*** Opening of Listed entries ***

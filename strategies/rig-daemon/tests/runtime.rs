use std::{
    io::Write,
    sync::{
        atomic::{AtomicUsize, Ordering},
        Arc,
    },
};

use rig_assembly::{Assembly, AssemblyError, Construction, Declaration, DynError, Unit};
use rig_config::{ConfigurationSource, Field, SchemaRegistry, Structure};
use rig_daemon::{Daemon, Runtime, RuntimeError};
use rig_schema::{SchemaDependency, SchemaInterface};
use serde_json::{json, Map, Value};

fn object(value: Value) -> Map<String, Value> {
    match value {
        Value::Object(map) => map,
        _ => panic!("expected an object"),
    }
}

fn isolated() -> Assembly {
    Assembly::with_registry(Arc::new(SchemaRegistry::new()))
}

/// Counts its runs, fails once `limit` is reached
struct Worker {
    schema: Arc<SchemaInterface>,
    limit: i64,
    runs: AtomicUsize,
}
impl Daemon for Worker {
    fn run(&self) -> Result<(), DynError> {
        let runs = self.runs.fetch_add(1, Ordering::SeqCst) + 1;
        if runs as i64 > self.limit {
            return Err(format!("exceeded {} runs", self.limit).into());
        }
        // the runtime's assembly is current while running
        let interface = SchemaInterface::interface("example")?;
        if !Arc::ptr_eq(&interface, &self.schema) {
            return Err("not running on the runtime's assembly".into());
        }
        Ok(())
    }
}
impl Unit for Worker {
    fn declare() -> Declaration<Self> {
        Declaration::new()
            .identity("example:worker")
            .configuration(Structure::new().field("limit", Field::integer().default(1)))
            .dependency("schema", SchemaDependency::new("example"))
            .facet::<dyn Daemon>(|unit| unit)
    }

    fn construct(construction: &Construction<'_>) -> Result<Self, DynError> {
        Ok(Worker {
            schema: construction.dependency("schema")?,
            limit: construction.configuration().property("limit")?,
            runs: AtomicUsize::new(0),
        })
    }
}

/// A second daemon, deploying both is ambiguous
struct Idle;
impl Daemon for Idle {
    fn run(&self) -> Result<(), DynError> {
        Ok(())
    }
}
impl Unit for Idle {
    fn declare() -> Declaration<Self> {
        Declaration::new()
            .identity("example:idle")
            .facet::<dyn Daemon>(|unit| unit)
    }

    fn construct(_: &Construction<'_>) -> Result<Self, DynError> {
        Ok(Idle)
    }
}

#[test]
fn test_runtime_from_file() {
    let mut file = tempfile::Builder::new().suffix(".toml").tempfile().unwrap();
    write!(
        file,
        r#"
[rig]
units = ["example:worker"]

[rig."schema:example"]
url = "memory:///example"

[rig."example:worker"]
limit = "2"
"#
    )
    .unwrap();

    let assembly = isolated();
    let runtime = Runtime::builder()
        .assembly(assembly.clone())
        .unit::<Worker>()
        .source(ConfigurationSource::file(file.path()))
        .build()
        .unwrap();

    assert_eq!(runtime.units(), ["example:worker"]);
    assert!(!assembly.is_current());

    runtime.run().unwrap();
    runtime.run().unwrap();
    let error = runtime.run().unwrap_err();
    assert!(matches!(error, RuntimeError::Daemon(_)));

    let worker = assembly.instantiate::<Worker>().unwrap();
    assert_eq!(worker.runs.load(Ordering::SeqCst), 3);
    assert_eq!(worker.schema.url(), "memory:///example");
}

#[test]
fn test_explicit_configuration_overrides_sources() {
    let assembly = isolated();
    let runtime = Runtime::builder()
        .assembly(assembly.clone())
        .unit::<Worker>()
        .configuration(object(json!({
            "units": ["example:worker"],
            "schema:example": {"url": "memory:///first"},
        })))
        .configuration(object(json!({"schema:example": {"url": "memory:///second"}})))
        .build()
        .unwrap();

    runtime.run().unwrap();
    let worker = assembly.instantiate::<Worker>().unwrap();
    assert_eq!(worker.schema.url(), "memory:///second");
}

#[test]
fn test_runtime_without_daemon() {
    let error = Runtime::builder()
        .assembly(isolated())
        .build()
        .unwrap_err();
    assert!(matches!(error, RuntimeError::NoDaemon));
}

#[test]
fn test_runtime_with_two_daemons() {
    let error = Runtime::builder()
        .assembly(isolated())
        .unit::<Worker>()
        .unit::<Idle>()
        .configuration(object(json!({
            "units": ["example:worker", "example:idle"],
            "schema:example": {"url": "memory:///example"},
        })))
        .build()
        .unwrap_err();

    assert!(matches!(
        error,
        RuntimeError::Assembly(AssemblyError::AmbiguousSingleton { identities, .. }) if identities.len() == 2
    ));
}

#[test]
fn test_startup_errors_abort() {
    let error = Runtime::builder()
        .assembly(isolated())
        .configuration(object(json!({"units": ["example:unknown"]})))
        .build()
        .unwrap_err();
    assert!(matches!(error, RuntimeError::Assembly(AssemblyError::UnknownUnit(_))));

    let error = Runtime::builder()
        .assembly(isolated())
        .unit::<Worker>()
        .configuration(object(json!({"units": ["example:worker"]})))
        .build()
        .unwrap_err();
    assert!(matches!(
        error,
        RuntimeError::Assembly(AssemblyError::MissingRequiredDependency { .. })
    ));

    let error = Runtime::builder()
        .assembly(isolated())
        .source(ConfigurationSource::file("/nonexistent/rig.toml"))
        .build()
        .unwrap_err();
    assert!(matches!(error, RuntimeError::Source(_)));
}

*** Close of Listed entries ***

* Instructions for the task *
The string "second" marks the lines to return from the material. Copy each one.

* Your response *
/// A second daemon, deploying both is ambiguous
        .configuration(object(json!({"schema:example": {"url": "memory:///second"}})))
    assert_eq!(worker.schema.url(), "memory:///second");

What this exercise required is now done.